Ein nasses neues Jahr


Streetparade in burmesisch, könnte man heute in den Strassen von Mandalay denken. Das burmesische Neue Jahr, auch Wasserfestival genannt, wird gefeiert. Der Unterschied zur Technoparade in der Schweiz: Es dauert vier Tage, ist viel nässer und trotzdem tragen die Teilnehmer mehr Kleidung am Körper.

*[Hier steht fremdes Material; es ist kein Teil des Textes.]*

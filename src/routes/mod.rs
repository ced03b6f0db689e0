use axum::routing::get;
use axum::Router;

use crate::state::AppState;

pub mod allocations;
pub mod bookings;
pub mod cleaning_events;
pub mod expenses;
pub mod guest_pages;
pub mod health;
pub mod identity;
pub mod meter_readings;
pub mod properties;
pub mod scan;

pub fn v1_router() -> Router<AppState> {
    Router::new()
        .route("/health", get(health::health))
        .route("/me", get(identity::me))
        .merge(properties::router())
        .merge(bookings::router())
        .merge(expenses::router())
        .merge(meter_readings::router())
        .merge(cleaning_events::router())
        .merge(guest_pages::router())
        .merge(allocations::router())
        .merge(scan::router())
}
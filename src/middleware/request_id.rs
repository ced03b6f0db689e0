use axum::extract::Request;
use axum::http::HeaderValue;
use axum::middleware::Next;
use axum::response::Response;

const REQUEST_ID_HEADER: &str = "x-request-id";

/// Attach a request id to every request/response pair so log lines can be
/// correlated across layers. An id supplied by a trusted proxy is kept.
pub async fn inject_request_id(mut request: Request, next: Next) -> Response {
    let request_id = request
        .headers()
        .get(REQUEST_ID_HEADER)
        .and_then(|value| value.to_str().ok())
        .map(str::trim)
        .filter(|value| !value.is_empty())
        .map(ToOwned::to_owned)
        .unwrap_or_else(|| uuid::Uuid::new_v4().to_string());

    if let Ok(header_value) = HeaderValue::from_str(&request_id) {
        request
            .headers_mut()
            .insert(REQUEST_ID_HEADER, header_value.clone());
        let mut response = next.run(request).await;
        response.headers_mut().insert(REQUEST_ID_HEADER, header_value);
        return response;
    }

    next.run(request).await
}
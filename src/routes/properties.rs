use axum::extract::{Path, Query, State};
use axum::http::HeaderMap;
use axum::response::IntoResponse;
use axum::Json;
use serde_json::{Map, Value};

use crate::{
    auth::require_user_id,
    error::{AppError, AppResult},
    ownership::{assert_property_owner, db_pool},
    pagination::{envelope, PageParams},
    repository::table_service::{count_rows, create_row, delete_row, list_rows, update_row},
    schemas::{
        remove_nulls, serialize_to_map, validate_input, CreatePropertyInput, PropertiesQuery,
        PropertyPath, UpdatePropertyInput,
    },
    services::{audit::write_audit_log, ical::sync_property_calendar},
    state::AppState,
};

pub fn router() -> axum::Router<AppState> {
    axum::Router::new()
        .route(
            "/properties",
            axum::routing::get(list_properties).post(create_property),
        )
        .route(
            "/properties/{property_id}",
            axum::routing::get(get_property)
                .patch(update_property)
                .delete(delete_property),
        )
        .route(
            "/properties/{property_id}/calendar-sync",
            axum::routing::post(calendar_sync),
        )
}

async fn list_properties(
    State(state): State<AppState>,
    Query(query): Query<PropertiesQuery>,
    headers: HeaderMap,
) -> AppResult<Json<Value>> {
    let user_id = require_user_id(&state, &headers).await?;
    let pool = db_pool(&state)?;
    let params = PageParams::from_raw(query.page.as_deref(), query.page_size.as_deref());

    let mut filters = Map::new();
    filters.insert("owner_user_id".to_string(), Value::String(user_id));

    let total = count_rows(pool, "properties", Some(&filters)).await?;
    let rows = list_rows(
        pool,
        "properties",
        Some(&filters),
        params.take(),
        params.skip(),
        "created_at",
        false,
    )
    .await?;
    Ok(Json(envelope(rows, total, params)))
}

async fn create_property(
    State(state): State<AppState>,
    headers: HeaderMap,
    Json(payload): Json<CreatePropertyInput>,
) -> AppResult<impl IntoResponse> {
    let user_id = require_user_id(&state, &headers).await?;
    validate_input(&payload)?;
    let timezone = require_timezone(&payload.timezone)?;
    let pool = db_pool(&state)?;

    let mut record = remove_nulls(serialize_to_map(&payload));
    record.insert("timezone".to_string(), Value::String(timezone));
    record.insert(
        "owner_user_id".to_string(),
        Value::String(user_id.clone()),
    );

    let created = create_row(pool, "properties", &record).await?;
    write_audit_log(
        state.db_pool.as_ref(),
        Some(&user_id),
        "create",
        "properties",
        created.get("id").and_then(Value::as_str),
        None,
        Some(created.clone()),
    )
    .await;

    Ok((axum::http::StatusCode::CREATED, Json(created)))
}

async fn get_property(
    State(state): State<AppState>,
    Path(path): Path<PropertyPath>,
    headers: HeaderMap,
) -> AppResult<Json<Value>> {
    let user_id = require_user_id(&state, &headers).await?;
    let property = assert_property_owner(&state, &user_id, &path.property_id).await?;
    Ok(Json(property))
}

async fn update_property(
    State(state): State<AppState>,
    Path(path): Path<PropertyPath>,
    headers: HeaderMap,
    Json(payload): Json<UpdatePropertyInput>,
) -> AppResult<Json<Value>> {
    let user_id = require_user_id(&state, &headers).await?;
    validate_input(&payload)?;
    let before = assert_property_owner(&state, &user_id, &path.property_id).await?;
    let pool = db_pool(&state)?;

    let mut patch = remove_nulls(serialize_to_map(&payload));
    if let Some(timezone) = payload.timezone.as_deref() {
        patch.insert(
            "timezone".to_string(),
            Value::String(require_timezone(timezone)?),
        );
    }
    if patch.is_empty() {
        return Err(AppError::BadRequest("No fields to update.".to_string()));
    }

    let updated = update_row(pool, "properties", &path.property_id, &patch, "id").await?;
    write_audit_log(
        state.db_pool.as_ref(),
        Some(&user_id),
        "update",
        "properties",
        Some(&path.property_id),
        Some(before),
        Some(updated.clone()),
    )
    .await;

    Ok(Json(updated))
}

async fn delete_property(
    State(state): State<AppState>,
    Path(path): Path<PropertyPath>,
    headers: HeaderMap,
) -> AppResult<Json<Value>> {
    let user_id = require_user_id(&state, &headers).await?;
    assert_property_owner(&state, &user_id, &path.property_id).await?;
    let pool = db_pool(&state)?;

    let deleted = delete_row(pool, "properties", &path.property_id, "id").await?;
    write_audit_log(
        state.db_pool.as_ref(),
        Some(&user_id),
        "delete",
        "properties",
        Some(&path.property_id),
        Some(deleted.clone()),
        None,
    )
    .await;

    Ok(Json(deleted))
}

/// Mirror the property's external calendar feed into bookings.
async fn calendar_sync(
    State(state): State<AppState>,
    Path(path): Path<PropertyPath>,
    headers: HeaderMap,
) -> AppResult<Json<Value>> {
    let user_id = require_user_id(&state, &headers).await?;
    let property = assert_property_owner(&state, &user_id, &path.property_id).await?;
    let summary = sync_property_calendar(&state, &property).await?;
    Ok(Json(summary))
}

fn require_timezone(raw: &str) -> Result<String, AppError> {
    let trimmed = raw.trim();
    trimmed
        .parse::<chrono_tz::Tz>()
        .map(|tz| tz.name().to_string())
        .map_err(|_| {
            AppError::UnprocessableEntity(format!(
                "timezone: '{trimmed}' is not a valid IANA timezone."
            ))
        })
}

#[cfg(test)]
mod tests {
    use super::require_timezone;

    #[test]
    fn timezones_must_be_iana_names() {
        assert_eq!(require_timezone("Europe/Berlin").unwrap(), "Europe/Berlin");
        assert_eq!(require_timezone(" UTC ").unwrap(), "UTC");
        assert!(require_timezone("CET+1").is_err());
    }
}
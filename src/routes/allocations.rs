use axum::extract::{Query, State};
use axum::http::HeaderMap;
use axum::Json;
use serde_json::{json, Map, Value};

use crate::{
    auth::require_user_id,
    error::AppResult,
    ownership::{assert_property_owner, db_pool},
    pagination::{envelope, PageParams},
    repository::table_service::{count_rows, list_rows},
    schemas::{non_empty_opt, parse_month, AllocationsQuery, RecomputeAllocationsInput},
    services::allocation::recompute_property_period,
    state::AppState,
};

pub fn router() -> axum::Router<AppState> {
    axum::Router::new()
        .route("/allocations", axum::routing::get(list_allocations))
        .route(
            "/allocations/recompute",
            axum::routing::post(recompute_allocations),
        )
}

async fn list_allocations(
    State(state): State<AppState>,
    Query(query): Query<AllocationsQuery>,
    headers: HeaderMap,
) -> AppResult<Json<Value>> {
    let user_id = require_user_id(&state, &headers).await?;
    assert_property_owner(&state, &user_id, &query.property_id).await?;
    let pool = db_pool(&state)?;
    let params = PageParams::from_raw(query.page.as_deref(), query.page_size.as_deref());

    let mut filters = Map::new();
    filters.insert(
        "property_id".to_string(),
        Value::String(query.property_id.clone()),
    );
    if let Some(month) = non_empty_opt(query.month.as_deref()) {
        parse_month(&month)?;
        filters.insert("period".to_string(), Value::String(month));
    }

    let total = count_rows(pool, "cost_allocations", Some(&filters)).await?;
    let rows = list_rows(
        pool,
        "cost_allocations",
        Some(&filters),
        params.take(),
        params.skip(),
        "period",
        false,
    )
    .await?;
    Ok(Json(envelope(rows, total, params)))
}

/// Rebuild the allocation rows for one property and month from the current
/// bookings, readings, expenses and cleaning events. Idempotent: the period's
/// rows are replaced wholesale inside one transaction.
async fn recompute_allocations(
    State(state): State<AppState>,
    headers: HeaderMap,
    Json(payload): Json<RecomputeAllocationsInput>,
) -> AppResult<Json<Value>> {
    let user_id = require_user_id(&state, &headers).await?;
    let property = assert_property_owner(&state, &user_id, &payload.property_id).await?;
    let pool = db_pool(&state)?;
    let (year, month) = parse_month(&payload.month)?;

    let allocations = recompute_property_period(pool, &property, year, month).await?;

    Ok(Json(json!({
        "property_id": payload.property_id,
        "period": payload.month.trim(),
        "allocation_count": allocations.len(),
        "allocations": allocations,
    })))
}
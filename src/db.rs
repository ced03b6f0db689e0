use std::time::Duration;

use sqlx::postgres::PgPoolOptions;
use sqlx::PgPool;

use crate::config::AppConfig;

/// Build a lazily-connecting Postgres pool from config. Returns `None` when no
/// DATABASE_URL is configured so the service can still boot for health checks.
pub fn build_pool(config: &AppConfig) -> Result<Option<PgPool>, sqlx::Error> {
    let Some(url) = config.database_url.as_deref() else {
        return Ok(None);
    };

    let pool = PgPoolOptions::new()
        .max_connections(config.db_pool_max_connections)
        .min_connections(config.db_pool_min_connections)
        .acquire_timeout(Duration::from_secs(config.db_pool_acquire_timeout_seconds))
        .idle_timeout(Duration::from_secs(config.db_pool_idle_timeout_seconds))
        .connect_lazy(url)?;

    Ok(Some(pool))
}
use axum::extract::{Path, Query, State};
use axum::http::HeaderMap;
use axum::response::IntoResponse;
use axum::Json;
use chrono::{DateTime, Utc};
use serde_json::{Map, Value};
use sqlx::Row;

use crate::{
    auth::require_user_id,
    error::{AppError, AppResult},
    ownership::{assert_property_owner, db_pool},
    pagination::{envelope, PageParams},
    repository::table_service::{count_rows, create_row, delete_row, get_row, list_rows, update_row},
    schemas::{
        non_empty_opt, parse_timestamp, remove_nulls, require_one_of, serialize_to_map,
        validate_input, BookingPath, BookingsQuery, CreateBookingInput, UpdateBookingInput,
        BOOKING_STATUSES,
    },
    services::audit::write_audit_log,
    state::AppState,
};

pub fn router() -> axum::Router<AppState> {
    axum::Router::new()
        .route(
            "/bookings",
            axum::routing::get(list_bookings).post(create_booking),
        )
        .route(
            "/bookings/{booking_id}",
            axum::routing::get(get_booking)
                .patch(update_booking)
                .delete(delete_booking),
        )
}

async fn list_bookings(
    State(state): State<AppState>,
    Query(query): Query<BookingsQuery>,
    headers: HeaderMap,
) -> AppResult<Json<Value>> {
    let user_id = require_user_id(&state, &headers).await?;
    assert_property_owner(&state, &user_id, &query.property_id).await?;
    let pool = db_pool(&state)?;
    let params = PageParams::from_raw(query.page.as_deref(), query.page_size.as_deref());

    let mut filters = Map::new();
    filters.insert(
        "property_id".to_string(),
        Value::String(query.property_id.clone()),
    );
    if let Some(status) = non_empty_opt(query.status.as_deref()) {
        filters.insert(
            "status".to_string(),
            Value::String(require_one_of("status", &status, BOOKING_STATUSES)?),
        );
    }
    if let Some(from) = non_empty_opt(query.from.as_deref()) {
        parse_timestamp("from", &from)?;
        filters.insert("ends_at__gt".to_string(), Value::String(from));
    }
    if let Some(to) = non_empty_opt(query.to.as_deref()) {
        parse_timestamp("to", &to)?;
        filters.insert("starts_at__lt".to_string(), Value::String(to));
    }

    let total = count_rows(pool, "bookings", Some(&filters)).await?;
    let rows = list_rows(
        pool,
        "bookings",
        Some(&filters),
        params.take(),
        params.skip(),
        "starts_at",
        false,
    )
    .await?;
    Ok(Json(envelope(rows, total, params)))
}

async fn create_booking(
    State(state): State<AppState>,
    headers: HeaderMap,
    Json(payload): Json<CreateBookingInput>,
) -> AppResult<impl IntoResponse> {
    let user_id = require_user_id(&state, &headers).await?;
    validate_input(&payload)?;
    assert_property_owner(&state, &user_id, &payload.property_id).await?;
    let pool = db_pool(&state)?;

    let status = require_one_of("status", &payload.status, BOOKING_STATUSES)?;
    let starts_at = parse_timestamp("starts_at", &payload.starts_at)?;
    let ends_at = parse_timestamp("ends_at", &payload.ends_at)?;
    require_ordered(starts_at, ends_at)?;

    if status != "cancelled" {
        reject_conflicts(pool, &payload.property_id, None, starts_at, ends_at).await?;
    }

    let mut record = remove_nulls(serialize_to_map(&payload));
    record.insert("status".to_string(), Value::String(status));
    record.insert("source".to_string(), Value::String("manual".to_string()));

    let created = create_row(pool, "bookings", &record).await?;
    write_audit_log(
        state.db_pool.as_ref(),
        Some(&user_id),
        "create",
        "bookings",
        created.get("id").and_then(Value::as_str),
        None,
        Some(created.clone()),
    )
    .await;

    Ok((axum::http::StatusCode::CREATED, Json(created)))
}

async fn get_booking(
    State(state): State<AppState>,
    Path(path): Path<BookingPath>,
    headers: HeaderMap,
) -> AppResult<Json<Value>> {
    let user_id = require_user_id(&state, &headers).await?;
    let pool = db_pool(&state)?;

    let record = get_row(pool, "bookings", &path.booking_id, "id").await?;
    let property_id = value_str(&record, "property_id");
    assert_property_owner(&state, &user_id, &property_id).await?;
    Ok(Json(record))
}

async fn update_booking(
    State(state): State<AppState>,
    Path(path): Path<BookingPath>,
    headers: HeaderMap,
    Json(payload): Json<UpdateBookingInput>,
) -> AppResult<Json<Value>> {
    let user_id = require_user_id(&state, &headers).await?;
    validate_input(&payload)?;
    let pool = db_pool(&state)?;

    let record = get_row(pool, "bookings", &path.booking_id, "id").await?;
    let property_id = value_str(&record, "property_id");
    assert_property_owner(&state, &user_id, &property_id).await?;

    let mut patch = remove_nulls(serialize_to_map(&payload));
    let status = match payload.status.as_deref() {
        Some(raw) => {
            let normalized = require_one_of("status", raw, BOOKING_STATUSES)?;
            patch.insert("status".to_string(), Value::String(normalized.clone()));
            normalized
        }
        None => value_str(&record, "status"),
    };

    // Effective time range after the patch, for the overlap check.
    let starts_at = match payload.starts_at.as_deref() {
        Some(raw) => parse_timestamp("starts_at", raw)?,
        None => parse_timestamp("starts_at", &value_str(&record, "starts_at"))?,
    };
    let ends_at = match payload.ends_at.as_deref() {
        Some(raw) => parse_timestamp("ends_at", raw)?,
        None => parse_timestamp("ends_at", &value_str(&record, "ends_at"))?,
    };
    require_ordered(starts_at, ends_at)?;

    if status != "cancelled" {
        reject_conflicts(
            pool,
            &property_id,
            Some(&path.booking_id),
            starts_at,
            ends_at,
        )
        .await?;
    }

    if patch.is_empty() {
        return Err(AppError::BadRequest("No fields to update.".to_string()));
    }

    let updated = update_row(pool, "bookings", &path.booking_id, &patch, "id").await?;
    write_audit_log(
        state.db_pool.as_ref(),
        Some(&user_id),
        "update",
        "bookings",
        Some(&path.booking_id),
        Some(record),
        Some(updated.clone()),
    )
    .await;

    Ok(Json(updated))
}

async fn delete_booking(
    State(state): State<AppState>,
    Path(path): Path<BookingPath>,
    headers: HeaderMap,
) -> AppResult<Json<Value>> {
    let user_id = require_user_id(&state, &headers).await?;
    let pool = db_pool(&state)?;

    let record = get_row(pool, "bookings", &path.booking_id, "id").await?;
    let property_id = value_str(&record, "property_id");
    assert_property_owner(&state, &user_id, &property_id).await?;

    let deleted = delete_row(pool, "bookings", &path.booking_id, "id").await?;
    write_audit_log(
        state.db_pool.as_ref(),
        Some(&user_id),
        "delete",
        "bookings",
        Some(&path.booking_id),
        Some(deleted.clone()),
        None,
    )
    .await;

    Ok(Json(deleted))
}

fn require_ordered(starts_at: DateTime<Utc>, ends_at: DateTime<Utc>) -> AppResult<()> {
    if ends_at <= starts_at {
        return Err(AppError::UnprocessableEntity(
            "ends_at: must be after starts_at.".to_string(),
        ));
    }
    Ok(())
}

/// A booking may not overlap another non-cancelled booking on the same
/// property. Half-open semantics: back-to-back stays sharing an instant are
/// fine.
async fn reject_conflicts(
    pool: &sqlx::PgPool,
    property_id: &str,
    exclude_booking_id: Option<&str>,
    starts_at: DateTime<Utc>,
    ends_at: DateTime<Utc>,
) -> AppResult<()> {
    let row = sqlx::query(
        "SELECT COUNT(*)::bigint AS conflicts
         FROM bookings
         WHERE property_id = $1::uuid
           AND status <> 'cancelled'
           AND ($2::uuid IS NULL OR id <> $2::uuid)
           AND starts_at < $4
           AND ends_at > $3",
    )
    .bind(property_id)
    .bind(exclude_booking_id)
    .bind(starts_at)
    .bind(ends_at)
    .fetch_one(pool)
    .await
    .map_err(|error| {
        tracing::error!(error = %error, "Booking conflict check failed");
        AppError::Dependency("Database operation failed.".to_string())
    })?;

    if row.try_get::<i64, _>("conflicts").unwrap_or(0) > 0 {
        return Err(AppError::Conflict(
            "Booking overlaps an existing booking on this property.".to_string(),
        ));
    }
    Ok(())
}

fn value_str(row: &Value, key: &str) -> String {
    row.as_object()
        .and_then(|obj| obj.get(key))
        .and_then(Value::as_str)
        .map(str::trim)
        .filter(|value| !value.is_empty())
        .map(ToOwned::to_owned)
        .unwrap_or_default()
}
use std::time::Duration;

use axum::extract::State;
use axum::Json;
use chrono::Utc;
use serde_json::{json, Value};

use crate::state::AppState;

pub async fn health(State(state): State<AppState>) -> Json<Value> {
    let db_ok = if let Some(pool) = &state.db_pool {
        // Short timeout so the healthcheck responds quickly even when the
        // first DB connection hangs (DNS, SSL, TCP).
        match tokio::time::timeout(
            Duration::from_secs(3),
            sqlx::query("SELECT 1").fetch_one(pool),
        )
        .await
        {
            Ok(Ok(_)) => true,
            Ok(Err(error)) => {
                tracing::error!(error = %error, "Health check DB query failed");
                false
            }
            Err(_) => {
                tracing::error!("Health check DB query timed out (3s)");
                false
            }
        }
    } else {
        true // no DB configured, skip the check
    };

    let status = if db_ok { "ok" } else { "degraded" };
    Json(json!({
        "status": status,
        "now": Utc::now().to_rfc3339(),
        "db": db_ok
    }))
}
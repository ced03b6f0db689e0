//! Guest-page content blocks.
//!
//! Pages are composed of an ordered list of typed blocks. The set is closed:
//! an unknown or malformed block fails the whole request instead of being
//! silently dropped, so a page never persists in a half-valid shape.

use chrono::NaiveTime;
use serde::{Deserialize, Serialize};
use serde_json::Value;
use url::Url;

use crate::error::AppError;

#[derive(Debug, Clone, PartialEq, Serialize, Deserialize)]
#[serde(tag = "type", rename_all = "snake_case")]
pub enum ContentBlock {
    Welcome { title: String, message: String },
    Wifi { network: String, password: String },
    Rules { items: Vec<String> },
    Eco { message: String },
    Links { links: Vec<LinkEntry> },
    CheckoutTime { time: String },
}

#[derive(Debug, Clone, PartialEq, Serialize, Deserialize)]
pub struct LinkEntry {
    pub label: String,
    pub url: String,
}

/// Decode a raw JSON block list into typed blocks, or fail with a field-level
/// error message naming the offending block and field.
pub fn decode_blocks(raw: &[Value]) -> Result<Vec<ContentBlock>, AppError> {
    let mut blocks = Vec::with_capacity(raw.len());
    for (index, value) in raw.iter().enumerate() {
        blocks.push(decode_block(index, value)?);
    }
    Ok(blocks)
}

pub fn decode_block(index: usize, raw: &Value) -> Result<ContentBlock, AppError> {
    let object = raw
        .as_object()
        .ok_or_else(|| field_error(index, "", "block must be an object"))?;
    let kind = object
        .get("type")
        .and_then(Value::as_str)
        .map(str::trim)
        .filter(|value| !value.is_empty())
        .ok_or_else(|| field_error(index, "type", "missing block type"))?;

    match kind {
        "welcome" => decode_welcome(index, raw),
        "wifi" => decode_wifi(index, raw),
        "rules" => decode_rules(index, raw),
        "eco" => decode_eco(index, raw),
        "links" => decode_links(index, raw),
        "checkout_time" => decode_checkout_time(index, raw),
        other => Err(field_error(
            index,
            "type",
            &format!("unknown block type '{other}'"),
        )),
    }
}

fn decode_welcome(index: usize, raw: &Value) -> Result<ContentBlock, AppError> {
    Ok(ContentBlock::Welcome {
        title: required_string(index, raw, "title")?,
        message: required_string(index, raw, "message")?,
    })
}

fn decode_wifi(index: usize, raw: &Value) -> Result<ContentBlock, AppError> {
    Ok(ContentBlock::Wifi {
        network: required_string(index, raw, "network")?,
        password: required_string(index, raw, "password")?,
    })
}

fn decode_rules(index: usize, raw: &Value) -> Result<ContentBlock, AppError> {
    let items = raw
        .get("items")
        .and_then(Value::as_array)
        .ok_or_else(|| field_error(index, "items", "must be an array of strings"))?;
    let mut rules = Vec::with_capacity(items.len());
    for (item_index, item) in items.iter().enumerate() {
        let text = item
            .as_str()
            .map(str::trim)
            .filter(|value| !value.is_empty())
            .ok_or_else(|| {
                field_error(
                    index,
                    &format!("items[{item_index}]"),
                    "must be a non-empty string",
                )
            })?;
        rules.push(text.to_string());
    }
    Ok(ContentBlock::Rules { items: rules })
}

fn decode_eco(index: usize, raw: &Value) -> Result<ContentBlock, AppError> {
    Ok(ContentBlock::Eco {
        message: required_string(index, raw, "message")?,
    })
}

fn decode_links(index: usize, raw: &Value) -> Result<ContentBlock, AppError> {
    let entries = raw
        .get("links")
        .and_then(Value::as_array)
        .ok_or_else(|| field_error(index, "links", "must be an array"))?;
    let mut links = Vec::with_capacity(entries.len());
    for (entry_index, entry) in entries.iter().enumerate() {
        let label = entry
            .get("label")
            .and_then(Value::as_str)
            .map(str::trim)
            .filter(|value| !value.is_empty())
            .ok_or_else(|| {
                field_error(index, &format!("links[{entry_index}].label"), "is required")
            })?;
        let url = entry
            .get("url")
            .and_then(Value::as_str)
            .map(str::trim)
            .filter(|value| !value.is_empty())
            .ok_or_else(|| {
                field_error(index, &format!("links[{entry_index}].url"), "is required")
            })?;
        Url::parse(url).map_err(|_| {
            field_error(
                index,
                &format!("links[{entry_index}].url"),
                "is not a well-formed URL",
            )
        })?;
        links.push(LinkEntry {
            label: label.to_string(),
            url: url.to_string(),
        });
    }
    Ok(ContentBlock::Links { links })
}

fn decode_checkout_time(index: usize, raw: &Value) -> Result<ContentBlock, AppError> {
    let time = required_string(index, raw, "time")?;
    NaiveTime::parse_from_str(&time, "%H:%M")
        .map_err(|_| field_error(index, "time", "must be a HH:MM time"))?;
    Ok(ContentBlock::CheckoutTime { time })
}

fn required_string(index: usize, raw: &Value, field: &str) -> Result<String, AppError> {
    raw.get(field)
        .and_then(Value::as_str)
        .map(str::trim)
        .filter(|value| !value.is_empty())
        .map(ToOwned::to_owned)
        .ok_or_else(|| field_error(index, field, "is required"))
}

fn field_error(index: usize, field: &str, message: &str) -> AppError {
    let location = if field.is_empty() {
        format!("blocks[{index}]")
    } else {
        format!("blocks[{index}].{field}")
    };
    AppError::UnprocessableEntity(format!("{location}: {message}"))
}

#[cfg(test)]
mod tests {
    use serde_json::json;

    use super::{decode_blocks, ContentBlock};

    #[test]
    fn decodes_every_variant() {
        let raw = vec![
            json!({"type": "welcome", "title": "Hi", "message": "Enjoy your stay"}),
            json!({"type": "wifi", "network": "Loft-5G", "password": "hunter2"}),
            json!({"type": "rules", "items": ["No smoking", "Quiet after 22:00"]}),
            json!({"type": "eco", "message": "Please reuse towels"}),
            json!({"type": "links", "links": [{"label": "Menu", "url": "https://example.com/menu"}]}),
            json!({"type": "checkout_time", "time": "11:00"}),
        ];
        let blocks = decode_blocks(&raw).expect("all variants decode");
        assert_eq!(blocks.len(), 6);
        assert!(matches!(blocks[5], ContentBlock::CheckoutTime { .. }));
    }

    #[test]
    fn unknown_type_rejects_the_whole_list() {
        let raw = vec![
            json!({"type": "welcome", "title": "Hi", "message": "Hello"}),
            json!({"type": "countdown", "seconds": 30}),
        ];
        let error = decode_blocks(&raw).expect_err("unknown type must fail");
        assert!(error.to_string().contains("blocks[1].type"));
    }

    #[test]
    fn links_require_label_and_valid_url() {
        let missing_label = vec![json!({"type": "links", "links": [{"url": "https://a.example"}]})];
        assert!(decode_blocks(&missing_label).is_err());

        let bad_url = vec![json!({"type": "links", "links": [{"label": "x", "url": "not a url"}]})];
        let error = decode_blocks(&bad_url).expect_err("malformed url must fail");
        assert!(error.to_string().contains("links[0].url"));
    }

    #[test]
    fn checkout_time_must_be_hh_mm() {
        assert!(decode_blocks(&[json!({"type": "checkout_time", "time": "25:99"})]).is_err());
        assert!(decode_blocks(&[json!({"type": "checkout_time", "time": "09:30"})]).is_ok());
    }

    #[test]
    fn missing_required_field_names_the_field() {
        let raw = vec![json!({"type": "wifi", "network": "Loft-5G"})];
        let error = decode_blocks(&raw).expect_err("missing password must fail");
        assert!(error.to_string().contains("blocks[0].password"));
    }
}
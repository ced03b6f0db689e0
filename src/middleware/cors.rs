use axum::http::header::{ACCEPT, AUTHORIZATION, CONTENT_TYPE};
use tower_http::cors::{Any, CorsLayer};

use crate::config::AppConfig;

pub fn build_cors_layer(config: &AppConfig) -> CorsLayer {
    let mut headers = vec![ACCEPT, AUTHORIZATION, CONTENT_TYPE];
    if config.auth_dev_overrides_enabled() {
        headers.push(axum::http::header::HeaderName::from_static("x-user-id"));
    }

    let mut layer = CorsLayer::new()
        .allow_methods([
            axum::http::Method::GET,
            axum::http::Method::POST,
            axum::http::Method::PATCH,
            axum::http::Method::DELETE,
            axum::http::Method::OPTIONS,
        ])
        .allow_headers(headers);

    if config
        .cors_origins
        .iter()
        .any(|origin| origin.trim() == "*")
    {
        layer = layer.allow_origin(Any).allow_credentials(false);
    } else {
        let origins = config
            .cors_origins
            .iter()
            .filter_map(|origin| origin.parse().ok())
            .collect::<Vec<_>>();
        layer = layer.allow_origin(origins).allow_credentials(true);
    }

    layer
}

Sobald wir unser Hotel in Mandalay verlassen, schütten Kinder und Erwachsene eimerweise Wasser über uns oder bespritzen uns mit Schläuchen. Zur Wehr kaufen wir uns zwei Wasserpistolen. Dann stürzen wir uns in die feiernde Menge.

Eine Stadt im Festfieber
Mitten in der Stadt steht der alte Königspalast. Eine Stadtmauer und ein Wassergraben umgeben den Palast. Diesem künstlichen Fluss entlang stehen mehrere Bühnen. Das Wasser wird direkt auf die Bühne gepumpt und von dort auf die Menschenmenge auf der Strasse gespritzt. Laute Musik dröhnt aus den Boxen. Tanzende junge Leute, Motorräder und Pick-ups, mit feiernden Burmesen beladen, bewegen sich langsam von Bühne zu Bühne.

Freude und Schmerz
Uns Ausländern scheinen sie noch lieber Wasser über den Kopf oder den Rücken zu schütten. Lachend wünschen sie uns dazu ein „Happy New Year“.
Die meistgestellte Frage während dem Wasserfestival ist „Are you happy?“ – Ja, die Stimmung ist super, die Leute sind unglaublich herzlich. Ich bin happy, aber tief in meinem Herz spüre ich auch einen Schmerz. Es ist schön mit den Burmesen zu feiern, sie ausgelassen zu sehen. Ich wünsche diesen wunderbaren Menschen, dass sie heute glücklich sein dürfen und für einige Tage die Unterdrückung und Angst im Alltag vergessen können. Ich hoffe mit ihnen auf ein „Happy New Year“.

Mitfahrgelegenheit
Ein paar Jungs fragen uns, ob wir zu ihnen auf den Pick-up steigen wollen. Sam und ich schwingen uns auf den Laderaum und fahren mit dem ganzen Clan durch die Wasserflut.
Als wir die Bühnen hinter uns gelassen haben, setzen wir uns. Einer der Jungs „Sali“ spricht Englisch. Er übersetzt unsere Gespräche. Sein Kollege erzählt, dass er ein Patriot sei. „Sali“ fährt fort, ihre Regierung sei sehr schlecht, aber die burmesischen Leute seien gut.

Mittagszeit
Über Mittag halten wir im Schatten grosser Bäume Zwei Frauen kochen über dem Feuer Nudeln, Reis, Fleisch und Gemüse. Der Fahrer des Pick-ups erklärt, dass er uns einladen und unser Essen bezahlen wolle. Wir wehren uns, wollen das nicht annehmen. Alle versichern uns, es sei ok, Burmesen seien gerne gastfreundlich.
Später fahren sie uns zum Hotel. Wir schenken ihnen unsere beiden Wasserpistolen, ihnen bleiben weitere zweieinhalb Tage in der Wasserschlacht.

Religiöses Fest
Der Beginn des neuen Jahres in Burma richtet sich nach dem Mondkalender und findet Mitte April statt. Die meisten Burmesen sind Buddhisten, ihre Spiritualität ist jedoch häufig vermischt mit dem Geisterglauben ihrer Vorfahren. Jedes Dorf hat seinen Geist, Nat genannt. Während dem viertägigen Wasserfestival wird der König der Nat willkommen geheissen. Er soll die guten und die schlechten Taten der Einwohner zählen. Das Wasser symbolisiert das Abwaschen der Sünden, oder eben schlechten Taten, damit man sauber ins neue Jahr starten kann. Da das Fest auf dem Höhepunkt der Hitzezeit stattfindet, bringt das Wasser auf jeden Fall Abkühlung.